Databricks Workspace Health SQL Toolkit 

As data engineers, understanding the intricacies of your Databricks environment is important. You can’t optimize performance, budget or ensure efficient resource allocations without it. Thankfully, Databricks gives you a behind-the-scenes look at how your workspace is running in system tables. Everything from query performance to job execution and cluster activity is in those tables. 

But raw system data can be tricky to navigate, and sometimes you just need a quick answer to that burning question. That’s why we’ve created a Databricks Health SQL Toolkit—a free set of queries you can copy, paste, and run to get instant insights into your environment. Whether you’re debugging slow queries, tracking costs, or just curious about what’s happening under the hood, these queries should help you get there faster.

If you find these queries to be useful, you can download our 1-click dashboard for Databricks to visualize all of them in a sharable dashboard. Wow the team with insights in your Jobs, SQL warehouses, APC clusters, and DLT usage. 

General Usage

Let’s start with the basics. Here are a few queries to help you get a quick overview of how your organization is using Databricks and determine your next steps.  

Who submits the most amount of queries?

Knowing who your most active users by SQL query count helps  shed valuable insights into workspace utilization and helps you:

  • Identify power users who might benefit from additional training or resources
  • Detect unusual activity patterns that could indicate security issues or inefficient practices
  • Better understand how your organization uses Databricks

This will be essential to understand how to optimize your Databricks environment to meet the needs and usage patterns of your team. It will also be useful for cost allocation and user management.

Go here for the query

Who owns the most expensive clusters?

Pinpointing the users that own and run your most expensive Jobs and All-Purpose Compute clusters is the next logical step on the road to cutting costs. 

These insights enable you to:

  • Identify the owners of your most expensive clusters
  • Attribute costs to users and groups
  • Detect anomalies and potential misuse

Use this query to identify the users to follow up with to understand why costs are so high and devise a plan to reduce them.  

Go here for the query

How many clusters are currently active, and how were they created?

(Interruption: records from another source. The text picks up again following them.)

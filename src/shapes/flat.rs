// Copyright @yucwang 2026

use crate::core::shape::SourceShape;
use crate::math::constants::{ Float, Matrix3f, TWO_PI, Vector3f };

static SQUARE_BOUNDS: [(Float, Float); 2] = [(-1.0, 1.0), (-1.0, 1.0)];
static CIRCLE_BOUNDS: [(Float, Float); 2] = [(0.0, TWO_PI), (0.0, 1.0)];

/// Annular-sector area of a disc parameter cell. With `t = params[1]` the
/// normalized radius and `dt = widths[1]` its width, the exact area
/// `dtheta/2 * (r_max^2 - r_min^2)` collapses to `dtheta * t * dt * radius^2`
/// because `(r_max - r_min) * (r_max + r_min) = (radius*dt) * (2*radius*t)`.
/// Integrating over the whole box gives `pi * radius^2` back.
#[inline]
fn disc_element(radius: Float, params: &[Float], widths: &[Float]) -> Float {
    (params[1] * widths[1] * widths[0] * radius * radius).abs()
}

/// A planar parallelogram patch spanned by two edge vectors about a center.
#[derive(Debug, Clone, PartialEq)]
pub struct Square {
    center: Vector3f,
    vec1: Vector3f,
    vec2: Vector3f,
    mag1: Float,
    mag2: Float,
}

impl Square {
    pub fn new(center: Vector3f, vec1: Vector3f, vec2: Vector3f) -> Self {
        let mag1 = vec1.norm();
        let mag2 = vec2.norm();
        Self { center, vec1, vec2, mag1, mag2 }
    }
}

impl SourceShape for Square {
    fn position(&self, params: &[Float]) -> Vector3f {
        self.center + params[0] * self.vec1 + params[1] * self.vec2
    }

    fn volume_element(&self, _params: &[Float], widths: &[Float]) -> Float {
        (self.mag1 * widths[0] * self.mag2 * widths[1]).abs()
    }

    fn num_params(&self) -> usize {
        2
    }

    fn bounds(&self) -> &'static [(Float, Float)] {
        &SQUARE_BOUNDS
    }
}

/// A disc of arbitrary orientation: the local xy-plane disc is carried to
/// world space by a rotation matrix. Parameters are angle and normalized
/// radius.
#[derive(Debug, Clone, PartialEq)]
pub struct Circle {
    center: Vector3f,
    radius: Float,
    rmat: Matrix3f,
}

impl Circle {
    pub fn new(center: Vector3f, radius: Float, rmat: Matrix3f) -> Self {
        Self { center, radius, rmat }
    }
}

impl SourceShape for Circle {
    fn position(&self, params: &[Float]) -> Vector3f {
        let rim = Vector3f::new(self.radius * params[0].cos(),
                                self.radius * params[0].sin(),
                                0.0);
        self.center + params[1] * (self.rmat * rim)
    }

    fn volume_element(&self, params: &[Float], widths: &[Float]) -> Float {
        disc_element(self.radius, params, widths)
    }

    fn num_params(&self) -> usize {
        2
    }

    fn bounds(&self) -> &'static [(Float, Float)] {
        &CIRCLE_BOUNDS
    }
}

/// Axis-aligned disc in the xy-plane. The z component never moves, so it is
/// frozen at construction.
#[derive(Debug, Clone, PartialEq)]
pub struct CircleXY {
    center: Vector3f,
    radius: Float,
}

impl CircleXY {
    pub fn new(center: Vector3f, radius: Float) -> Self {
        Self { center, radius }
    }
}

impl SourceShape for CircleXY {
    fn position(&self, params: &[Float]) -> Vector3f {
        Vector3f::new(self.center.x + params[1] * (self.radius * params[0].cos()),
                      self.center.y + params[1] * (self.radius * params[0].sin()),
                      self.center.z)
    }

    fn volume_element(&self, params: &[Float], widths: &[Float]) -> Float {
        disc_element(self.radius, params, widths)
    }

    fn num_params(&self) -> usize {
        2
    }

    fn bounds(&self) -> &'static [(Float, Float)] {
        &CIRCLE_BOUNDS
    }
}

/// Axis-aligned disc in the xz-plane.
#[derive(Debug, Clone, PartialEq)]
pub struct CircleXZ {
    center: Vector3f,
    radius: Float,
}

impl CircleXZ {
    pub fn new(center: Vector3f, radius: Float) -> Self {
        Self { center, radius }
    }
}

impl SourceShape for CircleXZ {
    fn position(&self, params: &[Float]) -> Vector3f {
        Vector3f::new(self.center.x + params[1] * (self.radius * params[0].cos()),
                      self.center.y,
                      self.center.z + params[1] * (self.radius * params[0].sin()))
    }

    fn volume_element(&self, params: &[Float], widths: &[Float]) -> Float {
        disc_element(self.radius, params, widths)
    }

    fn num_params(&self) -> usize {
        2
    }

    fn bounds(&self) -> &'static [(Float, Float)] {
        &CIRCLE_BOUNDS
    }
}

/// Axis-aligned disc in the yz-plane.
#[derive(Debug, Clone, PartialEq)]
pub struct CircleYZ {
    center: Vector3f,
    radius: Float,
}

impl CircleYZ {
    pub fn new(center: Vector3f, radius: Float) -> Self {
        Self { center, radius }
    }
}

impl SourceShape for CircleYZ {
    fn position(&self, params: &[Float]) -> Vector3f {
        Vector3f::new(self.center.x,
                      self.center.y + params[1] * (self.radius * params[0].cos()),
                      self.center.z + params[1] * (self.radius * params[0].sin()))
    }

    fn volume_element(&self, params: &[Float], widths: &[Float]) -> Float {
        disc_element(self.radius, params, widths)
    }

    fn num_params(&self) -> usize {
        2
    }

    fn bounds(&self) -> &'static [(Float, Float)] {
        &CIRCLE_BOUNDS
    }
}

Understanding your cluster creation activity is crucial for resource management and cost optimization. 

This enables you to:

  • Ensure cluster creation practices are inline with policies 
  • Understand cluster creation trends
  • Identify rogue clusters created in alternative ways

Knowing where cluster creation originates can help optimize your workflows and ensure better governance.

Go here for the query

Which markets (Spot, On-Demand) do my clusters use?  

Market usage data helps you balance the cost and reliability of your infrastructure. While Spot instances may offer up to 90% lower costs, this is at the expense of reliability. Cloud providers can terminate nodes at any moment, with little to no notice, causing interruptions and even job failures.

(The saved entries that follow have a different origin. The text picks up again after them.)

// Copyright @yucwang 2026

use crate::math::constants::{ Float, Vector3f };

static DETECTOR_BOUNDS: [(Float, Float); 2] = [(-1.0, 1.0), (-1.0, 1.0)];

/// A bounded planar rectangle spanned by two edge vectors, with an outward
/// normal used for one-sided visibility testing. Positions are expressed
/// relative to the detector center, which sits at the origin of the panel's
/// own frame; callers bake the panel center into the source geometry instead.
#[derive(Debug, Clone, PartialEq)]
pub struct Detector {
    vec1: Vector3f,
    vec2: Vector3f,
    norm: Vector3f,
    mag1: Float,
    mag2: Float,
}

impl Detector {
    pub fn new(vec1: Vector3f, vec2: Vector3f, norm: Vector3f) -> Self {
        let mag1 = vec1.norm();
        let mag2 = vec2.norm();
        Self { vec1, vec2, norm, mag1, mag2 }
    }

    /// Maps a point of the `[-1,1]^2` parameter box onto the panel.
    pub fn position(&self, params: &[Float]) -> Vector3f {
        params[0] * self.vec1 + params[1] * self.vec2
    }

    /// Differential area of a parameter cell of the given widths.
    pub fn surface_element(&self, _params: &[Float], widths: &[Float]) -> Float {
        (widths[0] * self.mag1 * widths[1] * self.mag2).abs()
    }

    /// One-sided visibility half-space test: a candidate source position is
    /// visible iff it lies strictly on the outward-normal side of the panel
    /// plane. No occlusion by other geometry is modeled.
    pub fn has_line_of_sight(&self, pos: &Vector3f) -> bool {
        pos.dot(&self.norm) > 0.0
    }

    pub fn num_params(&self) -> usize {
        2
    }

    pub fn bounds(&self) -> &'static [(Float, Float)] {
        &DETECTOR_BOUNDS
    }
}

#[cfg(test)]
mod tests {
    use super::Detector;
    use crate::math::constants::Vector3f;

    #[test]
    fn test_detector_position_and_element() {
        let det = Detector::new(Vector3f::new(2.0, 0.0, 0.0),
                                Vector3f::new(0.0, 3.0, 0.0),
                                Vector3f::new(0.0, 0.0, 1.0));
        let p = det.position(&[0.5, -1.0]);
        assert!((p - Vector3f::new(1.0, -3.0, 0.0)).norm() < 1e-12);

        // full parameter box has widths 2x2, so the area is |vec1 x vec2| * 4
        let area = det.surface_element(&[0.0, 0.0], &[2.0, 2.0]);
        assert!((area - 24.0).abs() < 1e-12);
    }

    #[test]
    fn test_line_of_sight_half_space() {
        let det = Detector::new(Vector3f::new(1.0, 0.0, 0.0),
                                Vector3f::new(0.0, 1.0, 0.0),
                                Vector3f::new(0.0, 0.0, 1.0));
        assert!(det.has_line_of_sight(&Vector3f::new(3.0, -2.0, 0.5)));
        assert!(!det.has_line_of_sight(&Vector3f::new(3.0, -2.0, -0.5)));
        // on the plane counts as not visible
        assert!(!det.has_line_of_sight(&Vector3f::new(3.0, -2.0, 0.0)));
    }
}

This insight will enable you to:

  • Understand spot vs on-demand usage across the organization
  • Identify opportunities to leverage Spot 
  • Ensure efficient use of Spot as fallback 

Go here for the query

How “sticky” is my workspace?

Databricks stickiness is a critical metric to understand user engagement. It is calculated by dividing daily active users by monthly active users and helps:

  • Gauge the extent of adoption across the organization
  • Identify trends and changes in usage over time
  • Alert on usage anomalies and potential misuse

A high stickiness ratio means that users are consistently using the workspace, which indicates that you have successfully adopted Databricks within your organization.

Go here for the query

Cost Optimization

Understanding usage is nice, but cutting costs is the ultimate end goal. Here are a few useful queries to help you pinpoint where to focus your optimization efforts for the most impact. 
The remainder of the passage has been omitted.